Dados los precedentes y como escribió GARCÍA DE ENTERRÍA, “en el momento de la redacción de la Constitución [de 1978] podría y, más firmemente, debería, sin duda alguna, haberse planteado la magna cuestión de la posición de la provincia, y aun de su misma subsistencia, dentro del esquema territorial que la Constitución quería establecer” (3). Sin embargo, la garantía de la provincia como entidad local y de las Diputaciones o instituciones representativas de la misma en el texto constitucional y hasta la misma rigidez con que se protege la división provincial existente, solo se explica –aparte de por los planteamientos de los partidos mayoritarios- porque el Título VIII no generalizó la creación de las Comunidades Autónomas, sino que trazó un sistema abierto y de resultado incierto, que permitía justificar la pervivencia de la provincia como única institución supramunicipal existente en todo el territorio del Estado.

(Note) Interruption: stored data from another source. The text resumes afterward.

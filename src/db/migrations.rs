// src/db/migrations.rs
//
// Catalog schema bootstrap. The movie table is created once; a file written
// by any other schema version is refused rather than migrated.

use std::cmp::Ordering;

use rusqlite::Connection;
use crate::error::{AppError, AppResult};

/// The only schema version this build reads and writes
const SCHEMA_VERSION: i32 = 1;

/// Create the catalog schema on a fresh file, accept a file already at
/// `SCHEMA_VERSION`, reject everything else. Safe to call on every start.
pub fn initialize_database(conn: &Connection) -> AppResult<()> {
    let found = get_schema_version(conn)?;

    if found == 0 {
        apply_initial_schema(conn)?;
        set_schema_version(conn, SCHEMA_VERSION)?;
        log::info!("created movie catalog schema v{}", SCHEMA_VERSION);
        return Ok(());
    }

    match found.cmp(&SCHEMA_VERSION) {
        Ordering::Equal => Ok(()),
        Ordering::Less => Err(AppError::Other(format!(
            "catalog schema v{} predates v{} and cannot be opened",
            found, SCHEMA_VERSION
        ))),
        Ordering::Greater => Err(AppError::Other(format!(
            "catalog schema v{} is newer than supported v{}",
            found, SCHEMA_VERSION
        ))),
    }
}

/// Highest recorded schema version, 0 for a file without the version table
fn get_schema_version(conn: &Connection) -> AppResult<i32> {
    let table_exists: bool = conn
        .query_row(
            "SELECT EXISTS(SELECT 1 FROM sqlite_master WHERE type='table' AND name='schema_version')",
            [],
            |row| row.get(0),
        )
        .map_err(AppError::Database)?;

    if !table_exists {
        return Ok(0);
    }

    let version: Option<i32> = conn
        .query_row("SELECT MAX(version) FROM schema_version", [], |row| row.get(0))
        .map_err(AppError::Database)?;

    Ok(version.unwrap_or(0))
}

fn set_schema_version(conn: &Connection, version: i32) -> AppResult<()> {
    conn.execute(
        "INSERT OR IGNORE INTO schema_version (version, applied_at) VALUES (?1, datetime('now'))",
        [version],
    )
    .map_err(AppError::Database)?;

    Ok(())
}

/// Run the embedded schema.sql
fn apply_initial_schema(conn: &Connection) -> AppResult<()> {
    let schema = include_str!("../../schema.sql");

    conn.execute_batch(schema)
        .map_err(|e| AppError::Other(format!("Failed to apply initial schema: {}", e)))?;

    Ok(())
}

/// `PRAGMA integrity_check` must answer "ok"
pub fn verify_database_integrity(conn: &Connection) -> AppResult<()> {
    let result: String = conn
        .query_row("PRAGMA integrity_check", [], |row| row.get(0))
        .map_err(AppError::Database)?;

    if result != "ok" {
        return Err(AppError::Other(format!(
            "Database integrity check failed: {}",
            result
        )));
    }

    Ok(())
}

/// File size, page layout, schema version and movie count for `check`
pub fn get_database_stats(conn: &Connection) -> AppResult<DatabaseStats> {
    let page_count: i64 = conn
        .query_row("PRAGMA page_count", [], |row| row.get(0))
        .map_err(AppError::Database)?;

    let page_size: i64 = conn
        .query_row("PRAGMA page_size", [], |row| row.get(0))
        .map_err(AppError::Database)?;

    let movie_count: i64 = conn
        .query_row("SELECT COUNT(*) FROM movies", [], |row| row.get(0))
        .map_err(AppError::Database)?;

    Ok(DatabaseStats {
        size_bytes: page_count * page_size,
        page_count,
        page_size,
        schema_version: get_schema_version(conn)?,
        movie_count,
    })
}

#[derive(Debug, Clone, serde::Serialize)]
pub struct DatabaseStats {
    pub size_bytes: i64,
    pub page_count: i64,
    pub page_size: i64,
    pub schema_version: i32,
    pub movie_count: i64,
}
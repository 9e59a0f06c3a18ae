// src/db/connection.rs
//
// Pooled SQLite connections for the catalog file. Every connection is set up
// identically in `with_init`, so queries can rely on the pragmas and on
// `casefold` being present.

use r2d2::{Pool, PooledConnection};
use r2d2_sqlite::SqliteConnectionManager;
use rusqlite::functions::FunctionFlags;
use rusqlite::Connection;
use std::path::{Path, PathBuf};

use crate::error::{AppError, AppResult};

pub type ConnectionPool = Pool<SqliteConnectionManager>;

pub type PooledConn = PooledConnection<SqliteConnectionManager>;

/// Default pool size (a desktop catalog has a single user)
pub const DEFAULT_POOL_SIZE: u32 = 4;

/// `{data_dir}/movieshelf/movieshelf.db`, used when no `--database` is given
pub fn get_database_path() -> AppResult<PathBuf> {
    let app_data_dir = dirs::data_dir()
        .ok_or_else(|| AppError::Other("Could not determine app data directory".to_string()))?;

    Ok(app_data_dir.join("movieshelf").join("movieshelf.db"))
}

/// Open (creating directories as needed) a pool of at most `max_size`
/// connections. Each connection runs in WAL mode with a 5s busy timeout and
/// has `casefold` registered.
pub fn create_connection_pool(db_path: &Path, max_size: u32) -> AppResult<ConnectionPool> {
    if let Some(parent) = db_path.parent() {
        if !parent.as_os_str().is_empty() {
            std::fs::create_dir_all(parent)?;
        }
    }

    log::debug!("opening database at {}", db_path.display());

    let manager = SqliteConnectionManager::file(db_path).with_init(|conn| {
        conn.execute_batch(
            "PRAGMA foreign_keys = ON;
             PRAGMA journal_mode = WAL;
             PRAGMA synchronous = NORMAL;
             PRAGMA busy_timeout = 5000;",
        )?;
        register_functions(conn)
    });

    let pool = Pool::builder()
        .max_size(max_size.max(1))
        .build(manager)
        .map_err(|e| AppError::Pool(format!("Failed to create connection pool: {}", e)))?;

    Ok(pool)
}

/// Register the scalar functions queries rely on.
///
/// `casefold(text)` lowercases with Unicode rules; SQLite's own `lower()`
/// and `LIKE` only fold ASCII.
pub fn register_functions(conn: &Connection) -> rusqlite::Result<()> {
    conn.create_scalar_function(
        "casefold",
        1,
        FunctionFlags::SQLITE_UTF8 | FunctionFlags::SQLITE_DETERMINISTIC,
        |ctx| {
            let text: Option<String> = ctx.get(0)?;
            Ok(text.map(|t| t.to_lowercase()))
        },
    )
}

/// Get a connection from the pool
pub fn get_connection(pool: &ConnectionPool) -> AppResult<PooledConn> {
    pool.get()
        .map_err(|e| AppError::Pool(format!("Failed to get database connection: {}", e)))
}

/// In-memory connection configured like the pooled ones, for tests
pub fn create_test_connection() -> AppResult<Connection> {
    let conn = Connection::open_in_memory().map_err(AppError::Database)?;

    conn.execute_batch("PRAGMA foreign_keys = ON;")
        .map_err(AppError::Database)?;
    register_functions(&conn).map_err(AppError::Database)?;

    Ok(conn)
}

#[cfg(test)]
mod tests {
    use super::*;

    #[test]
    fn test_default_database_path() {
        let path = get_database_path().unwrap();
        assert!(path.ends_with("movieshelf/movieshelf.db"));
    }

    #[test]
    fn test_connection_pool_creation() {
        let dir = tempfile::tempdir().unwrap();
        let db_path = dir.path().join("nested").join("catalog.db");

        let pool = create_connection_pool(&db_path, 2).unwrap();
        let conn = get_connection(&pool).unwrap();

        let fk_enabled: i32 = conn
            .query_row("PRAGMA foreign_keys", [], |row| row.get(0))
            .unwrap();
        assert_eq!(fk_enabled, 1);
        assert!(db_path.exists());
    }

    #[test]
    fn test_test_connection() {
        let conn = create_test_connection().unwrap();

        let result: i32 = conn
            .query_row("SELECT 1 + 1", [], |row| row.get(0))
            .unwrap();
        assert_eq!(result, 2);
    }

    #[test]
    fn test_casefold_handles_non_ascii() {
        let conn = create_test_connection().unwrap();

        let folded: String = conn
            .query_row("SELECT casefold('ÉLITE Amélie')", [], |row| row.get(0))
            .unwrap();
        assert_eq!(folded, "élite amélie");

        let null: Option<String> = conn
            .query_row("SELECT casefold(NULL)", [], |row| row.get(0))
            .unwrap();
        assert_eq!(null, None);
    }
}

Cuando poco después de aprobada la Constitución sí se generalizó el mapa autonómico, quedó sin sostén esa justificación. No solo eso, sino que la Diputación Provincial dejó de existir en una parte del territorio, sustituida por las Comunidades uniprovinciales y los Cabildos y Consejos insulares o, de nuevo, por las Diputaciones Forales de los Territorios Históricos vascos, todos ellos gobiernos y administraciones territoriales mucho más fuertes, con mayores competencias y recursos y políticamente más genuinos e influyentes, al ser de elección directa. Por su parte, el Parlamento de Cataluña pretendió vaciarlas de contenido, mediante una Ley “de transferencia urgente y plena de las competencias de las Diputaciones a la Generalitat”, anulada tempranamente por el Tribunal Constitucional en STC 32/1981, de 28 de julio. Mientras, en la Comunidad Valenciana se trató –con escaso éxito a la larga- de someterlas a una férrea coordinación y control autonómico –opción validada por el Tribunal Constitucional en STC 27/1987, de 27 de febrero-; y en Cataluña y Aragón (así como en El Bierzo) se ha aprobado una nueva división comarcal, difícilmente compatible en términos de economía y eficacia administrativas con el nivel provincial de gobierno.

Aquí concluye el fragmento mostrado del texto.